Without fusion, each multiply stage needs 3 VALU ops (shift + add + add). The machine supports fused multiply_add(a, b, c) → a * b + c in one op. This cuts 3 ops to 1 for each multiply stage.

33% fewer VALU ops per hash. Across 256 walkers × 16 rounds, this adds up.

Verdict: The “aha” moment. ✨

The Obsession

Every time I ran the tests and saw a number starting with 2, I felt the pull to try one more thing. The load engine sat there at 100% utilization, mocking me.

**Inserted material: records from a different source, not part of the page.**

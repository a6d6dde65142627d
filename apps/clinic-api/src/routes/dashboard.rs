//! Agregações para o dashboard administrativo
//!
//! As séries diárias saem de um GROUP BY date() e são completadas com zeros
//! para cobrir todo o período pedido

use std::collections::BTreeMap;

use axum::extract::{Query, State};
use axum::routing::get;
use axum::{Json, Router};
use chrono::{DateTime, Datelike, Duration, NaiveDate, Utc};
use common_db::models::StatusConsulta;
use serde::{Deserialize, Serialize};
use serde_json::{json, Value};
use sqlx::SqlitePool;
use uuid::Uuid;

use crate::auth::UsuarioAtual;
use crate::error::ApiError;
use crate::routes::{fim_do_dia, inicio_do_dia};
use crate::state::AppState;

pub fn router() -> Router<AppState> {
    Router::new()
        .route("/estatisticas", get(estatisticas))
        .route("/metricas-rapidas", get(metricas_rapidas))
}

#[derive(Debug, Deserialize)]
struct EstatisticasParams {
    dias_grafico: Option<i64>,
}

#[derive(Debug, Serialize)]
struct EstatisticasGerais {
    total_pacientes: i64,
    total_medicos: i64,
    total_consultas_hoje: i64,
    total_consultas_mes: i64,
    consultas_pendentes: i64,
    consultas_realizadas_hoje: i64,
    faturamento_mes_centavos: i64,
    faturamento_hoje_centavos: i64,
}

#[derive(Debug, Serialize, sqlx::FromRow)]
struct ConsultaProxima {
    id: Uuid,
    data_hora: DateTime<Utc>,
    paciente_nome: String,
    medico_nome: String,
    tipo: String,
}

#[derive(Debug, Serialize, sqlx::FromRow)]
struct PacienteRecente {
    id: Uuid,
    nome: String,
    data_cadastro: DateTime<Utc>,
    ultima_consulta: Option<DateTime<Utc>>,
}

#[derive(Debug, Serialize, sqlx::FromRow)]
struct MedicoTop {
    id: Uuid,
    nome: String,
    especialidade: String,
    total_consultas: i64,
}

#[derive(Debug, Serialize)]
struct PontoConsultas {
    data: NaiveDate,
    total: i64,
    realizadas: i64,
    canceladas: i64,
}

#[derive(Debug, Serialize)]
struct PontoFaturamento {
    data: NaiveDate,
    valor_centavos: i64,
}

#[derive(Debug, Serialize)]
struct Dashboard {
    estatisticas: EstatisticasGerais,
    proximas_consultas: Vec<ConsultaProxima>,
    pacientes_recentes: Vec<PacienteRecente>,
    medicos_top: Vec<MedicoTop>,
    grafico_consultas: Vec<PontoConsultas>,
    grafico_faturamento: Vec<PontoFaturamento>,
}

async fn contar_consultas_no_dia(
    pool: &SqlitePool,
    dia: NaiveDate,
    status: Option<StatusConsulta>,
) -> Result<i64, ApiError> {
    let total = match status {
        Some(status) => {
            sqlx::query_scalar(
                "SELECT COUNT(*) FROM consultas WHERE data_hora >= ? AND data_hora <= ? AND status = ?",
            )
            .bind(inicio_do_dia(dia))
            .bind(fim_do_dia(dia))
            .bind(status)
            .fetch_one(pool)
            .await?
        }
        None => {
            sqlx::query_scalar(
                "SELECT COUNT(*) FROM consultas WHERE data_hora >= ? AND data_hora <= ?",
            )
            .bind(inicio_do_dia(dia))
            .bind(fim_do_dia(dia))
            .fetch_one(pool)
            .await?
        }
    };
    Ok(total)
}

async fn faturamento_desde(
    pool: &SqlitePool,
    inicio: DateTime<Utc>,
    fim: Option<DateTime<Utc>>,
) -> Result<i64, ApiError> {
    let total: Option<i64> = match fim {
        Some(fim) => {
            sqlx::query_scalar(
                r#"
                SELECT SUM(valor_centavos) FROM pagamentos
                WHERE status = 'pago' AND data_pagamento >= ? AND data_pagamento <= ?
                "#,
            )
            .bind(inicio)
            .bind(fim)
            .fetch_one(pool)
            .await?
        }
        None => {
            sqlx::query_scalar(
                "SELECT SUM(valor_centavos) FROM pagamentos WHERE status = 'pago' AND data_pagamento >= ?",
            )
            .bind(inicio)
            .fetch_one(pool)
            .await?
        }
    };
    Ok(total.unwrap_or(0))
}

/// Obter estatísticas gerais do dashboard
async fn estatisticas(
    State(state): State<AppState>,
    _user: UsuarioAtual,
    Query(params): Query<EstatisticasParams>,
) -> Result<Json<Dashboard>, ApiError> {
    let dias_grafico = params.dias_grafico.unwrap_or(30).clamp(7, 365);
    let agora = Utc::now();
    let hoje = agora.date_naive();
    let inicio_mes = hoje.with_day(1).unwrap_or(hoje);
    let inicio_grafico = hoje - Duration::days(dias_grafico);

    let total_pacientes: i64 = sqlx::query_scalar("SELECT COUNT(*) FROM pacientes")
        .fetch_one(&state.pool)
        .await?;
    let total_medicos: i64 =
        sqlx::query_scalar("SELECT COUNT(*) FROM users WHERE role = 'medico'")
            .fetch_one(&state.pool)
            .await?;

    let total_consultas_hoje = contar_consultas_no_dia(&state.pool, hoje, None).await?;
    let consultas_realizadas_hoje =
        contar_consultas_no_dia(&state.pool, hoje, Some(StatusConsulta::Realizada)).await?;

    let total_consultas_mes: i64 =
        sqlx::query_scalar("SELECT COUNT(*) FROM consultas WHERE data_hora >= ?")
            .bind(inicio_do_dia(inicio_mes))
            .fetch_one(&state.pool)
            .await?;

    let consultas_pendentes: i64 = sqlx::query_scalar(
        "SELECT COUNT(*) FROM consultas WHERE status IN ('agendada', 'confirmada')",
    )
    .fetch_one(&state.pool)
    .await?;

    let faturamento_hoje =
        faturamento_desde(&state.pool, inicio_do_dia(hoje), Some(fim_do_dia(hoje))).await?;
    let faturamento_mes = faturamento_desde(&state.pool, inicio_do_dia(inicio_mes), None).await?;

    let proximas_consultas: Vec<ConsultaProxima> = sqlx::query_as(
        r#"
        SELECT c.id, c.data_hora, p.nome AS paciente_nome, u.nome AS medico_nome, c.tipo
        FROM consultas c
        JOIN pacientes p ON p.id = c.paciente_id
        JOIN users u ON u.id = c.medico_id
        WHERE c.data_hora >= ? AND c.status IN ('agendada', 'confirmada')
        ORDER BY c.data_hora ASC
        LIMIT 5
        "#,
    )
    .bind(agora)
    .fetch_all(&state.pool)
    .await?;

    let pacientes_recentes: Vec<PacienteRecente> = sqlx::query_as(
        r#"
        SELECT p.id, p.nome, p.created_at AS data_cadastro,
               (SELECT MAX(c.data_hora) FROM consultas c WHERE c.paciente_id = p.id)
                   AS ultima_consulta
        FROM pacientes p
        ORDER BY p.created_at DESC
        LIMIT 5
        "#,
    )
    .fetch_all(&state.pool)
    .await?;

    let medicos_top: Vec<MedicoTop> = sqlx::query_as(
        r#"
        SELECT u.id, u.nome, COALESCE(u.especialidade, 'Sem especialidade') AS especialidade,
               COUNT(c.id) AS total_consultas
        FROM users u
        JOIN consultas c ON c.medico_id = u.id
        WHERE u.role = 'medico' AND c.data_hora >= ?
        GROUP BY u.id, u.nome, u.especialidade
        ORDER BY COUNT(c.id) DESC
        LIMIT 5
        "#,
    )
    .bind(inicio_do_dia(inicio_grafico))
    .fetch_all(&state.pool)
    .await?;

    // Série diária de consultas
    let linhas_consultas: Vec<(String, StatusConsulta, i64)> = sqlx::query_as(
        r#"
        SELECT date(data_hora), status, COUNT(*)
        FROM consultas
        WHERE data_hora >= ?
        GROUP BY date(data_hora), status
        "#,
    )
    .bind(inicio_do_dia(inicio_grafico))
    .fetch_all(&state.pool)
    .await?;

    let mut consultas_por_dia: BTreeMap<NaiveDate, (i64, i64, i64)> = BTreeMap::new();
    for (dia, status, quantidade) in linhas_consultas {
        let Ok(dia) = dia.parse::<NaiveDate>() else {
            continue;
        };
        let entrada = consultas_por_dia.entry(dia).or_default();
        entrada.0 += quantidade;
        match status {
            StatusConsulta::Realizada => entrada.1 += quantidade,
            StatusConsulta::Cancelada => entrada.2 += quantidade,
            _ => {}
        }
    }

    // Série diária de faturamento (pagamentos quitados)
    let linhas_faturamento: Vec<(String, i64)> = sqlx::query_as(
        r#"
        SELECT date(data_pagamento), COALESCE(SUM(valor_centavos), 0)
        FROM pagamentos
        WHERE status = 'pago' AND data_pagamento >= ?
        GROUP BY date(data_pagamento)
        "#,
    )
    .bind(inicio_do_dia(inicio_grafico))
    .fetch_all(&state.pool)
    .await?;

    let faturamento_por_dia: BTreeMap<NaiveDate, i64> = linhas_faturamento
        .into_iter()
        .filter_map(|(dia, valor)| Some((dia.parse::<NaiveDate>().ok()?, valor)))
        .collect();

    let grafico_consultas = (0..dias_grafico)
        .map(|i| {
            let data = inicio_grafico + Duration::days(i);
            let (total, realizadas, canceladas) =
                consultas_por_dia.get(&data).copied().unwrap_or((0, 0, 0));
            PontoConsultas { data, total, realizadas, canceladas }
        })
        .collect();

    let grafico_faturamento = (0..dias_grafico)
        .map(|i| {
            let data = inicio_grafico + Duration::days(i);
            PontoFaturamento {
                data,
                valor_centavos: faturamento_por_dia.get(&data).copied().unwrap_or(0),
            }
        })
        .collect();

    Ok(Json(Dashboard {
        estatisticas: EstatisticasGerais {
            total_pacientes,
            total_medicos,
            total_consultas_hoje,
            total_consultas_mes,
            consultas_pendentes,
            consultas_realizadas_hoje,
            faturamento_mes_centavos: faturamento_mes,
            faturamento_hoje_centavos: faturamento_hoje,
        },
        proximas_consultas,
        pacientes_recentes,
        medicos_top,
        grafico_consultas,
        grafico_faturamento,
    }))
}

/// Métricas rápidas para widgets
async fn metricas_rapidas(
    State(state): State<AppState>,
    _user: UsuarioAtual,
) -> Result<Json<Value>, ApiError> {
    let hoje = Utc::now().date_naive();
    let inicio = inicio_do_dia(hoje);
    let fim = fim_do_dia(hoje);

    let consultas_hoje = contar_consultas_no_dia(&state.pool, hoje, None).await?;

    let pacientes_novos_hoje: i64 =
        sqlx::query_scalar("SELECT COUNT(*) FROM pacientes WHERE created_at >= ? AND created_at <= ?")
            .bind(inicio)
            .bind(fim)
            .fetch_one(&state.pool)
            .await?;

    let faturamento_hoje = faturamento_desde(&state.pool, inicio, Some(fim)).await?;

    let consultas_pendentes: i64 = sqlx::query_scalar(
        "SELECT COUNT(*) FROM consultas WHERE status IN ('agendada', 'confirmada')",
    )
    .fetch_one(&state.pool)
    .await?;

    Ok(Json(json!({
        "consultas_hoje": consultas_hoje,
        "pacientes_novos_hoje": pacientes_novos_hoje,
        "faturamento_hoje_centavos": faturamento_hoje,
        "consultas_pendentes": consultas_pendentes,
    })))
}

When I finally hit 1,524 cycles, I just stared at the terminal for a minute. 96.9x faster than where I started. The load engine was still at 100%. There was probably more to squeeze out.

But I had to get back to work :>

The Numbers

Metric	Value
Total cycles	1,524
Total operations	11,152
Ops/cycle	7.32 / 23 possible (31.8%)
VALU utilization	5.72/6 slots (95.3%)
Load utilization	2.00/2 slots (100%)

The final code is 720 lines of Python generating ~11,000 VLIW instructions.

There’s something deeply satisfying about optimization problems. Monkey brain like number go down.